▸ Assignment
Check each line of the data below for the word "EstimatePending", then extract the ones that have it.

[[ Exercise inputs, beginning ]]

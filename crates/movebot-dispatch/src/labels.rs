use movebot_core::types::{Extra, Language, RouteBand, TimeWindow, VolumeCategory};

/// Field labels used by the crew and operator renderings.
#[derive(Debug, Clone, Copy, PartialEq, Eq)]
pub enum Label {
    LeadNumber,
    From,
    To,
    Date,
    Time,
    Volume,
    Pickup,
    Delivery,
    Floor,
    Elevator,
    NoElevator,
    Extras,
    Items,
    Estimate,
    EstimatePending,
    Route,
    Media,
    ThisWeek,
}

pub fn label(lang: Language, l: Label) -> &'static str {
    match l {
        Label::LeadNumber => match lang {
            Language::Ru => "Заявка №",
            Language::En => "Lead #",
            Language::He => "הזמנה מס׳ ",
        },
        Label::From => match lang {
            Language::Ru => "Откуда",
            Language::En => "From",
            Language::He => "מוצא",
        },
        Label::To => match lang {
            Language::Ru => "Куда",
            Language::En => "To",
            Language::He => "יעד",
        },
        Label::Date => match lang {
            Language::Ru => "Дата",
            Language::En => "Date",
            Language::He => "תאריך",
        },
        Label::Time => match lang {
            Language::Ru => "Время",
            Language::En => "Time",
            Language::He => "שעה",
        },
        Label::Volume => match lang {
            Language::Ru => "Объём",
            Language::En => "Volume",
            Language::He => "היקף",
        },
        Label::Pickup => match lang {
            Language::Ru => "Загрузка",
            Language::En => "Pickup",
            Language::He => "איסוף",
        },
        Label::Delivery => match lang {
            Language::Ru => "Доставка",
            Language::En => "Delivery",
            Language::He => "מסירה",
        },
        Label::Floor => match lang {
            Language::Ru => "этаж",
            Language::En => "floor",
            Language::He => "קומה",
        },
        Label::Elevator => match lang {
            Language::Ru => "лифт",
            Language::En => "elevator",
            Language::He => "מעלית",
        },
        Label::NoElevator => match lang {
            Language::Ru => "без лифта",
            Language::En => "no elevator",
            Language::He => "בלי מעלית",
        },
        Label::Extras => match lang {
            Language::Ru => "Доп. услуги",
            Language::En => "Extras",
            Language::He => "שירותים נוספים",
        },
        Label::Items => match lang {
            Language::Ru => "Вещи",
            Language::En => "Items",
            Language::He => "פריטים",
        },
        Label::Estimate => match lang {
            Language::Ru => "Оценка",
            Language::En => "Estimate",
            Language::He => "הערכה",
        },
        Label::EstimatePending => match lang {
            Language::Ru => "Стоимость уточняется",
            Language::En => "Price to be confirmed",
            Language::He => "המחיר ייקבע בהמשך",
        },
        Label::Route => match lang {
            Language::Ru => "Маршрут",
            Language::En => "Route",
            Language::He => "מסלול",
        },
        Label::Media => match lang {
            Language::Ru => "Фото",
            Language::En => "Photos",
            Language::He => "תמונות",
        },
        Label::ThisWeek => match lang {
            Language::Ru => "на этой неделе",
            Language::En => "this week",
            Language::He => "השבוע",
        },
    }
}

pub fn volume_label(lang: Language, v: VolumeCategory) -> &'static str {
    match v {
        VolumeCategory::Small => match lang {
            Language::Ru => "несколько вещей",
            Language::En => "a few items",
            Language::He => "כמה פריטים",
        },
        VolumeCategory::Medium => match lang {
            Language::Ru => "1–2 комнаты",
            Language::En => "1–2 rooms",
            Language::He => "1–2 חדרים",
        },
        VolumeCategory::Large => match lang {
            Language::Ru => "3–4 комнаты",
            Language::En => "3–4 rooms",
            Language::He => "3–4 חדרים",
        },
        VolumeCategory::Xl => match lang {
            Language::Ru => "большая квартира/дом",
            Language::En => "large apartment/house",
            Language::He => "דירה גדולה/בית",
        },
    }
}

pub fn time_window_label(lang: Language, w: TimeWindow) -> &'static str {
    match w {
        TimeWindow::Morning => match lang {
            Language::Ru => "утро",
            Language::En => "morning",
            Language::He => "בוקר",
        },
        TimeWindow::Day => match lang {
            Language::Ru => "день",
            Language::En => "daytime",
            Language::He => "צהריים",
        },
        TimeWindow::Evening => match lang {
            Language::Ru => "вечер",
            Language::En => "evening",
            Language::He => "ערב",
        },
        TimeWindow::Exact => match lang {
            Language::Ru => "точное время",
            Language::En => "exact time",
            Language::He => "שעה מדויקת",
        },
    }
}

pub fn extra_label(lang: Language, e: Extra) -> &'static str {
    match e {
        Extra::Movers => match lang {
            Language::Ru => "грузчики",
            Language::En => "movers",
            Language::He => "סבלים",
        },
        Extra::Assembly => match lang {
            Language::Ru => "разборка/сборка",
            Language::En => "assembly",
            Language::He => "פירוק/הרכבה",
        },
        Extra::Packing => match lang {
            Language::Ru => "упаковка",
            Language::En => "packing",
            Language::He => "אריזה",
        },
    }
}

pub fn band_label(lang: Language, b: RouteBand) -> &'static str {
    match b {
        RouteBand::SameCity => match lang {
            Language::Ru => "по городу",
            Language::En => "same city",
            Language::He => "באותה עיר",
        },
        RouteBand::SameMetro => match lang {
            Language::Ru => "пригород",
            Language::En => "metro area",
            Language::He => "גוש ערים",
        },
        RouteBand::InterRegionShort => match lang {
            Language::Ru => "межгород (ближний)",
            Language::En => "inter-region (short)",
            Language::He => "בין-עירוני (קצר)",
        },
        RouteBand::InterRegionLong => match lang {
            Language::Ru => "межгород (дальний)",
            Language::En => "inter-region (long)",
            Language::He => "בין-עירוני (ארוך)",
        },
        RouteBand::CrossCountry => match lang {
            Language::Ru => "через всю страну",
            Language::En => "cross-country",
            Language::He => "מקצה לקצה",
        },
    }
}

[[ Exercise inputs, end ]]

▸ Answer for this exercise
    EstimatePending,
        Label::EstimatePending => match lang {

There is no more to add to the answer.